A week later Richard’s fellowship – the term’s payment for his university teaching – came in, but so did his bills, and Caroline was shocked to discover how much he owed. Richard loved clothes and took pride in his appearance, but paid little attention to how much he could afford. ‘Fancy fourteen pounds for your hair-dresser, twenty to your boot-maker, twenty-seven to your flower-merchant, as many more to your hat-man, &c, just for your little bills,’ she wrote to her sister. Richard loved clothes and fashion, and did not mind borrowing beyond his means. Caroline did, very much.  ‘Think of fifty pounds for piano hire, and the same for cigars, and double that for books!’ In total, the bills came to £500, five times as much as Richard had estimated in their marriage settlement the previous August, and much more than he earned for his lectures.

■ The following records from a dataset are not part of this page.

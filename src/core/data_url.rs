//! Encode background images as `data:` URLs for the settings store.

use base64::Engine;

use super::page::Rgb;

#[derive(Debug, thiserror::Error)]
pub enum DataUrlError {
    #[error("not a recognised image format")]
    NotAnImage(#[from] image::ImageError),
    #[error("failed to read image: {0}")]
    Io(#[from] std::io::Error),
}

/// `data:<mime>;base64,<payload>` for an image held in memory. The MIME type
/// comes from sniffing the bytes, not from a file name.
pub fn image_data_url(bytes: &[u8]) -> Result<String, DataUrlError> {
    let format = image::guess_format(bytes)?;
    let payload = base64::engine::general_purpose::STANDARD.encode(bytes);
    Ok(format!("data:{};base64,{payload}", format.to_mime_type()))
}

/// Read an image file and encode it.
pub async fn read_image_data_url(path: &std::path::Path) -> Result<String, DataUrlError> {
    let bytes = tokio::fs::read(path).await?;
    image_data_url(&bytes)
}

/// Mean colour of the image inside a `data:` URL, used to stand in for the
/// picture where it can't be drawn.
pub fn average_color(url: &str) -> Option<Rgb> {
    let (_, payload) = url.strip_prefix("data:")?.split_once(";base64,")?;
    let bytes = base64::engine::general_purpose::STANDARD
        .decode(payload.trim())
        .ok()?;
    let img = image::load_from_memory(&bytes).ok()?;
    let pixel = img
        .resize_exact(1, 1, image::imageops::FilterType::Triangle)
        .to_rgb8();
    let [r, g, b] = pixel.get_pixel(0, 0).0;
    Some(Rgb { r, g, b })
}

#[cfg(test)]
mod tests {
    use super::*;

    // 8-byte PNG signature followed by the start of an IHDR chunk.
    const PNG_HEADER: &[u8] = &[
        0x89, b'P', b'N', b'G', 0x0D, 0x0A, 0x1A, 0x0A, 0x00, 0x00, 0x00, 0x0D, b'I', b'H', b'D',
        b'R',
    ];

    #[test]
    fn png_gets_png_mime() {
        let url = image_data_url(PNG_HEADER).unwrap();
        assert!(url.starts_with("data:image/png;base64,iVBORw0KGgo"), "{url}");
    }

    #[test]
    fn text_is_rejected() {
        assert!(matches!(
            image_data_url(b"hello, world"),
            Err(DataUrlError::NotAnImage(_))
        ));
    }

    #[test]
    fn average_of_solid_image() {
        let img = image::RgbImage::from_pixel(4, 4, image::Rgb([200, 10, 40]));
        let mut png = std::io::Cursor::new(Vec::new());
        img.write_to(&mut png, image::ImageFormat::Png).unwrap();
        let url = image_data_url(png.get_ref()).unwrap();
        assert_eq!(average_color(&url), Some(Rgb { r: 200, g: 10, b: 40 }));
        assert_eq!(average_color("data:image/png;base64,!!"), None);
        assert_eq!(average_color("/assets/mountain.webp"), None);
    }

    #[tokio::test]
    async fn reads_from_disk() {
        let dir = tempfile::tempdir().unwrap();
        let path = dir.path().join("bg.bin");
        std::fs::write(&path, PNG_HEADER).unwrap();
        assert!(read_image_data_url(&path).await.is_ok());
        assert!(matches!(
            read_image_data_url(&dir.path().join("missing.png")).await,
            Err(DataUrlError::Io(_))
        ));
    }
}
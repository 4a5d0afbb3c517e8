//! Terminal and clock events.
//!
//! Wraps crossterm events into a simpler enum and runs background tasks that
//! forward them, plus a once-per-second clock tick, over a single channel so
//! the main loop stays non-blocking.

use std::time::Duration;

use crossterm::event::{self, Event as CtEvent, KeyEvent, MouseEvent};
use tokio::sync::mpsc;

use crate::core::clock::until_next_second;

/// High-level events consumed by the application.
#[derive(Debug)]
pub enum AppEvent {
    Key(KeyEvent),
    Mouse(MouseEvent),
    Resize(u16, u16),
    /// A wall-clock second boundary passed.
    Tick,
}

/// Spawns the terminal reader and the clock, returning their shared channel.
pub fn spawn_event_sources(poll_rate: Duration) -> mpsc::UnboundedReceiver<AppEvent> {
    let (tx, rx) = mpsc::unbounded_channel();
    spawn_terminal_reader(tx.clone(), poll_rate);
    spawn_clock(tx);
    rx
}

fn spawn_terminal_reader(tx: mpsc::UnboundedSender<AppEvent>, poll_rate: Duration) {
    // crossterm's poll/read block, so they get a thread of their own.
    tokio::task::spawn_blocking(move || loop {
        if tx.is_closed() {
            break;
        }
        if !event::poll(poll_rate).unwrap_or(false) {
            continue;
        }
        let Ok(ev) = event::read() else { continue };
        let app_event = match ev {
            CtEvent::Key(k) => AppEvent::Key(k),
            CtEvent::Mouse(m) => AppEvent::Mouse(m),
            CtEvent::Resize(w, h) => AppEvent::Resize(w, h),
            _ => continue,
        };
        if tx.send(app_event).is_err() {
            break; // receiver dropped
        }
    });
}

/// Tick on every second boundary: first wait out the current second, then
/// keep a fixed one-second period.
fn spawn_clock(tx: mpsc::UnboundedSender<AppEvent>) {
    tokio::spawn(async move {
        let now = chrono::Local::now().naive_local();
        tokio::time::sleep(until_next_second(now)).await;

        let mut interval = tokio::time::interval(Duration::from_secs(1));
        interval.set_missed_tick_behavior(tokio::time::MissedTickBehavior::Skip);
        loop {
            interval.tick().await;
            if tx.send(AppEvent::Tick).is_err() {
                break;
            }
        }
    });
}
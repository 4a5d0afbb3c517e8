//! Slider with a paired number field.
//!
//! The slider can only hold in-range values. The number field accepts any
//! typed text; out-of-range numbers are clamped into the slider and the field
//! is flagged invalid until a valid number is entered.

#[derive(Debug, Clone, PartialEq, Eq)]
pub struct RangePair {
    min: i64,
    max: i64,
    value: i64,
    number_text: String,
    invalid: bool,
}

impl RangePair {
    pub fn new(min: i64, max: i64, value: i64) -> Self {
        let value = value.clamp(min, max);
        Self {
            min,
            max,
            value,
            number_text: value.to_string(),
            invalid: false,
        }
    }

    pub fn value(&self) -> i64 {
        self.value
    }

    pub fn bounds(&self) -> (i64, i64) {
        (self.min, self.max)
    }

    pub fn number_text(&self) -> &str {
        &self.number_text
    }

    pub fn is_invalid(&self) -> bool {
        self.invalid
    }

    /// Fraction of the track filled, for drawing.
    pub fn ratio(&self) -> f64 {
        if self.max == self.min {
            return 1.0;
        }
        (self.value - self.min) as f64 / (self.max - self.min) as f64
    }

    /// The slider moved to `value`. Returns the value to persist.
    pub fn set_from_slider(&mut self, value: i64) -> i64 {
        self.value = value.clamp(self.min, self.max);
        self.number_text = self.value.to_string();
        self.invalid = false;
        self.value
    }

    /// Nudge the slider by `delta` steps.
    pub fn step(&mut self, delta: i64) -> i64 {
        self.set_from_slider(self.value.saturating_add(delta))
    }

    /// Focus moved from the slider into the number field; it starts empty.
    pub fn begin_number_entry(&mut self) {
        self.number_text.clear();
    }

    /// The number field now reads `text`. Returns the value to persist, or
    /// `None` while the text isn't a number yet.
    pub fn set_number_text(&mut self, text: &str) -> Option<i64> {
        self.number_text = text.to_string();
        let typed: i64 = text.trim().parse().ok()?;
        let clamped = typed.clamp(self.min, self.max);
        self.invalid = clamped != typed;
        self.value = clamped;
        Some(clamped)
    }

    pub fn push_digit(&mut self, digit: char) -> Option<i64> {
        let mut text = self.number_text.clone();
        text.push(digit);
        self.set_number_text(&text)
    }

    pub fn pop_digit(&mut self) -> Option<i64> {
        let mut text = self.number_text.clone();
        text.pop();
        self.set_number_text(&text)
    }

    /// Leaving the number field shows the slider's value again.
    pub fn end_number_entry(&mut self) {
        self.number_text = self.value.to_string();
    }
}
//! Directional keyboard focus movement across the bookmark grid.
//!
//! Rows may be shorter than the configured column count (only the last row in
//! practice), so moving vertically between rows of different widths remaps
//! the column according to how the rows are aligned on screen.

use super::grid::{Alignment, GridLayout};

#[derive(Debug, Clone, Copy, PartialEq, Eq)]
pub enum Direction {
    Left,
    Right,
    Up,
    Down,
}

/// Keys the grid reacts to.
#[derive(Debug, Clone, Copy, PartialEq, Eq)]
pub enum NavKey {
    Move(Direction),
    /// Backspace / Escape.
    Back,
}

/// Where a tile sits and the shape around it.
#[derive(Debug, Clone, Copy, PartialEq, Eq)]
pub struct GridPosition {
    pub col: usize,
    pub row: usize,
    /// Number of tiles in this tile's own row.
    pub col_count: usize,
    /// Number of rows in the whole grid.
    pub row_count: usize,
}

impl GridPosition {
    /// Position of the tile at (`col`, `row`), if such a tile exists.
    pub fn of(grid: &GridLayout, col: usize, row: usize) -> Option<Self> {
        grid.tile(col, row)?;
        Some(Self {
            col,
            row,
            col_count: grid.column_count(row)?,
            row_count: grid.row_count(),
        })
    }
}

/// What a key press did.
#[derive(Debug, Clone, Copy, PartialEq, Eq)]
pub enum NavOutcome {
    /// Move focus to the tile at (col, row).
    Focus(usize, usize),
    /// Activate the back affordance.
    Back,
    Ignored,
}

/// React to `key` given the current focus.
///
/// With no focused tile, any movement key focuses the first tile.
pub fn handle_key(
    grid: &GridLayout,
    focus: Option<(usize, usize)>,
    key: NavKey,
    alignment: Alignment,
    back_visible: bool,
) -> NavOutcome {
    let direction = match key {
        NavKey::Back if back_visible => return NavOutcome::Back,
        NavKey::Back => return NavOutcome::Ignored,
        NavKey::Move(direction) => direction,
    };

    let position = focus.and_then(|(col, row)| GridPosition::of(grid, col, row));
    let Some(position) = position else {
        return match grid.first_tile() {
            Some(_) => NavOutcome::Focus(0, 0),
            None => NavOutcome::Ignored,
        };
    };

    match step(grid, position, direction, alignment) {
        Some((col, row)) => NavOutcome::Focus(col, row),
        None => NavOutcome::Ignored,
    }
}

/// Compute the tile reached from `from` by moving in `direction`.
pub fn step(
    grid: &GridLayout,
    from: GridPosition,
    direction: Direction,
    alignment: Alignment,
) -> Option<(usize, usize)> {
    let GridPosition {
        col,
        row,
        col_count,
        row_count,
    } = from;

    let (target_col, target_row) = match direction {
        Direction::Left if col > 0 => (col - 1, row),
        Direction::Left if row > 0 => (grid.column_count(row - 1)?.checked_sub(1)?, row - 1),
        Direction::Left => return None,

        Direction::Right if col + 1 < col_count => (col + 1, row),
        Direction::Right if row + 1 < row_count => (0, row + 1),
        Direction::Right => return None,

        Direction::Up => {
            let target_row = row.checked_sub(1)?;
            let target_count = grid.column_count(target_row)?;
            (remap_up(col, col_count, target_count, alignment)?, target_row)
        }
        Direction::Down => {
            if row + 1 >= row_count {
                return None;
            }
            let target_row = row + 1;
            let target_count = grid.column_count(target_row)?;
            (remap_down(col, col_count, target_count, alignment)?, target_row)
        }
    };

    grid.tile(target_col, target_row)?;
    Some((target_col, target_row))
}

/// Column reached when moving down. Always clamped into the target row.
fn remap_down(col: usize, count: usize, target: usize, alignment: Alignment) -> Option<usize> {
    if target == 0 {
        return None;
    }
    let last = target as isize - 1;
    let col = col as isize;
    let diff = count as isize - target as isize;
    let new_col = match alignment {
        _ if diff == 0 => col,
        Alignment::Left => col.min(last),
        Alignment::Center => (col - ceil_half(diff)).clamp(0, last),
        Alignment::Right => (col - diff).clamp(0, last),
    };
    usize::try_from(new_col).ok()
}

/// Column reached when moving up. Not clamped: a column that lands outside
/// the target row simply has no tile and the move is dropped.
fn remap_up(col: usize, count: usize, target: usize, alignment: Alignment) -> Option<usize> {
    let col = col as isize;
    let diff = count as isize - target as isize;
    let new_col = match alignment {
        Alignment::Left => col,
        Alignment::Center => col - ceil_half(diff),
        Alignment::Right => col - diff,
    };
    usize::try_from(new_col).ok()
}

/// `ceil(n / 2)` for signed `n`.
fn ceil_half(n: isize) -> isize {
    -((-n).div_euclid(2))
}

#[cfg(test)]
mod tests {
    use super::*;
    use crate::core::bookmarks::BookmarkNode;
    use crate::core::grid::SpecialFolders;

    const ALIGNMENTS: [Alignment; 3] = [Alignment::Left, Alignment::Center, Alignment::Right];

    fn grid(n: usize, columns: usize) -> GridLayout {
        let children: Vec<_> = (0..n)
            .map(|i| BookmarkNode::Link {
                id: i.to_string(),
                title: format!("t{i}"),
                url: format!("https://t{i}.example/"),
            })
            .collect();
        let folders = SpecialFolders {
            bookmarks_bar: true,
            other: true,
            mobile: true,
        };
        GridLayout::build("1", &children, columns, &folders)
    }

    fn press(g: &GridLayout, at: (usize, usize), d: Direction, a: Alignment) -> NavOutcome {
        handle_key(g, Some(at), NavKey::Move(d), a, false)
    }

    #[test]
    fn ceil_half_rounds_toward_positive() {
        assert_eq!(ceil_half(3), 2);
        assert_eq!(ceil_half(4), 2);
        assert_eq!(ceil_half(-3), -1);
        assert_eq!(ceil_half(0), 0);
    }

    #[test]
    fn right_from_row_end_wraps_to_next_row() {
        let g = grid(12, 5);
        assert_eq!(
            press(&g, (4, 0), Direction::Right, Alignment::Left),
            NavOutcome::Focus(0, 1)
        );
        assert_eq!(
            press(&g, (1, 2), Direction::Right, Alignment::Left),
            NavOutcome::Ignored
        );
    }

    #[test]
    fn left_from_row_start_wraps_to_previous_row_end() {
        let g = grid(12, 5);
        assert_eq!(
            press(&g, (0, 2), Direction::Left, Alignment::Left),
            NavOutcome::Focus(4, 1)
        );
        assert_eq!(
            press(&g, (0, 0), Direction::Left, Alignment::Left),
            NavOutcome::Ignored
        );
    }

    #[test]
    fn horizontal_moves_stay_in_row_away_from_edges() {
        let g = grid(17, 4);
        for row in 0..g.row_count() {
            let count = g.column_count(row).unwrap();
            for col in 0..count {
                let right = press(&g, (col, row), Direction::Right, Alignment::Left);
                if col + 1 < count {
                    assert_eq!(right, NavOutcome::Focus(col + 1, row));
                } else if row + 1 < g.row_count() {
                    assert_eq!(right, NavOutcome::Focus(0, row + 1));
                }
                let left = press(&g, (col, row), Direction::Left, Alignment::Left);
                if col > 0 {
                    assert_eq!(left, NavOutcome::Focus(col - 1, row));
                } else if row > 0 {
                    let prev = g.column_count(row - 1).unwrap();
                    assert_eq!(left, NavOutcome::Focus(prev - 1, row - 1));
                }
            }
        }
    }

    #[test]
    fn vertical_moves_stop_at_grid_edges() {
        let g = grid(12, 5);
        for a in ALIGNMENTS {
            for col in 0..5 {
                assert_eq!(press(&g, (col, 0), Direction::Up, a), NavOutcome::Ignored);
            }
            for col in 0..2 {
                assert_eq!(press(&g, (col, 2), Direction::Down, a), NavOutcome::Ignored);
            }
        }
    }

    #[test]
    fn down_into_short_row_left_aligned_clamps() {
        let g = grid(12, 5);
        let down = |col| press(&g, (col, 1), Direction::Down, Alignment::Left);
        assert_eq!(down(0), NavOutcome::Focus(0, 2));
        assert_eq!(down(1), NavOutcome::Focus(1, 2));
        assert_eq!(down(4), NavOutcome::Focus(1, 2));
    }

    #[test]
    fn down_into_short_row_centered_shifts_and_clamps() {
        // Row of 5 over a row of 2: diff 3, shift ceil(1.5) = 2.
        let g = grid(12, 5);
        let down = |col| press(&g, (col, 1), Direction::Down, Alignment::Center);
        assert_eq!(down(0), NavOutcome::Focus(0, 2));
        assert_eq!(down(2), NavOutcome::Focus(0, 2));
        assert_eq!(down(3), NavOutcome::Focus(1, 2));
        assert_eq!(down(4), NavOutcome::Focus(1, 2));
    }

    #[test]
    fn down_into_short_row_right_aligned_shifts_and_clamps() {
        let g = grid(12, 5);
        let down = |col| press(&g, (col, 1), Direction::Down, Alignment::Right);
        assert_eq!(down(0), NavOutcome::Focus(0, 2));
        assert_eq!(down(3), NavOutcome::Focus(0, 2));
        assert_eq!(down(4), NavOutcome::Focus(1, 2));
    }

    #[test]
    fn up_from_short_row_remaps_without_clamping() {
        let g = grid(12, 5);
        let up = |col, a| press(&g, (col, 2), Direction::Up, a);
        assert_eq!(up(1, Alignment::Left), NavOutcome::Focus(1, 1));
        // diff = 2 - 5 = -3, shift ceil(-1.5) = -1.
        assert_eq!(up(0, Alignment::Center), NavOutcome::Focus(1, 1));
        assert_eq!(up(1, Alignment::Center), NavOutcome::Focus(2, 1));
        assert_eq!(up(0, Alignment::Right), NavOutcome::Focus(3, 1));
        assert_eq!(up(1, Alignment::Right), NavOutcome::Focus(4, 1));
    }

    #[test]
    fn equal_rows_keep_column() {
        let g = grid(10, 5);
        for a in ALIGNMENTS {
            assert_eq!(press(&g, (3, 0), Direction::Down, a), NavOutcome::Focus(3, 1));
            assert_eq!(press(&g, (3, 1), Direction::Up, a), NavOutcome::Focus(3, 0));
        }
    }

    #[test]
    fn no_focus_goes_to_first_tile() {
        let g = grid(12, 5);
        for d in [Direction::Left, Direction::Right, Direction::Up, Direction::Down] {
            assert_eq!(
                handle_key(&g, None, NavKey::Move(d), Alignment::Left, false),
                NavOutcome::Focus(0, 0)
            );
        }
        // A stale focus from an earlier folder counts as no focus.
        assert_eq!(
            handle_key(&g, Some((4, 9)), NavKey::Move(Direction::Up), Alignment::Left, false),
            NavOutcome::Focus(0, 0)
        );
        let empty = grid(0, 5);
        assert_eq!(
            handle_key(&empty, None, NavKey::Move(Direction::Down), Alignment::Left, false),
            NavOutcome::Ignored
        );
    }

    #[test]
    fn back_only_when_visible() {
        let g = grid(3, 5);
        assert_eq!(
            handle_key(&g, Some((0, 0)), NavKey::Back, Alignment::Left, true),
            NavOutcome::Back
        );
        assert_eq!(
            handle_key(&g, Some((0, 0)), NavKey::Back, Alignment::Left, false),
            NavOutcome::Ignored
        );
    }
}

Caroline’s way of punishing him was to refuse to allow him to spend money on her. On Christmas Day they exchanged politely restrained gifts: she presented him with a gold pencil for his waistcoat pocket, and he gave her a butter dish. She would not permit anything more. But on Boxing Day, Caroline’s birthday, Richard managed to find a way around the financial embargo and presented her with an enormous Japanese black satin fan. Caroline could not resist. ‘These fans are all the fashion in London, nobody carries anything else,’ she told her sister. The craze for all things Japanese, known as japonisme, had spread from Paris to England. A few months later, in May 1875, Arthur Liberty would open his department store on Regent Street selling ornaments, fabric and rare objects from Japan and the East. Richard’s gift of a Japanese fan shows how far he was ahead of mainstream fashion, and how even though they were both ‘as poor as church mice’ that Christmas, he knew that she would love it. More importantly, he promised to hand over control of all money matters to her, which for Caroline was the best gift she could have wished for.

Ann Kennedy Smith

Please reference as follows: Ann Kennedy Smith, ‘The Gift’ https://akennedysmith.wordpress.com/(Accessed: day/month/year)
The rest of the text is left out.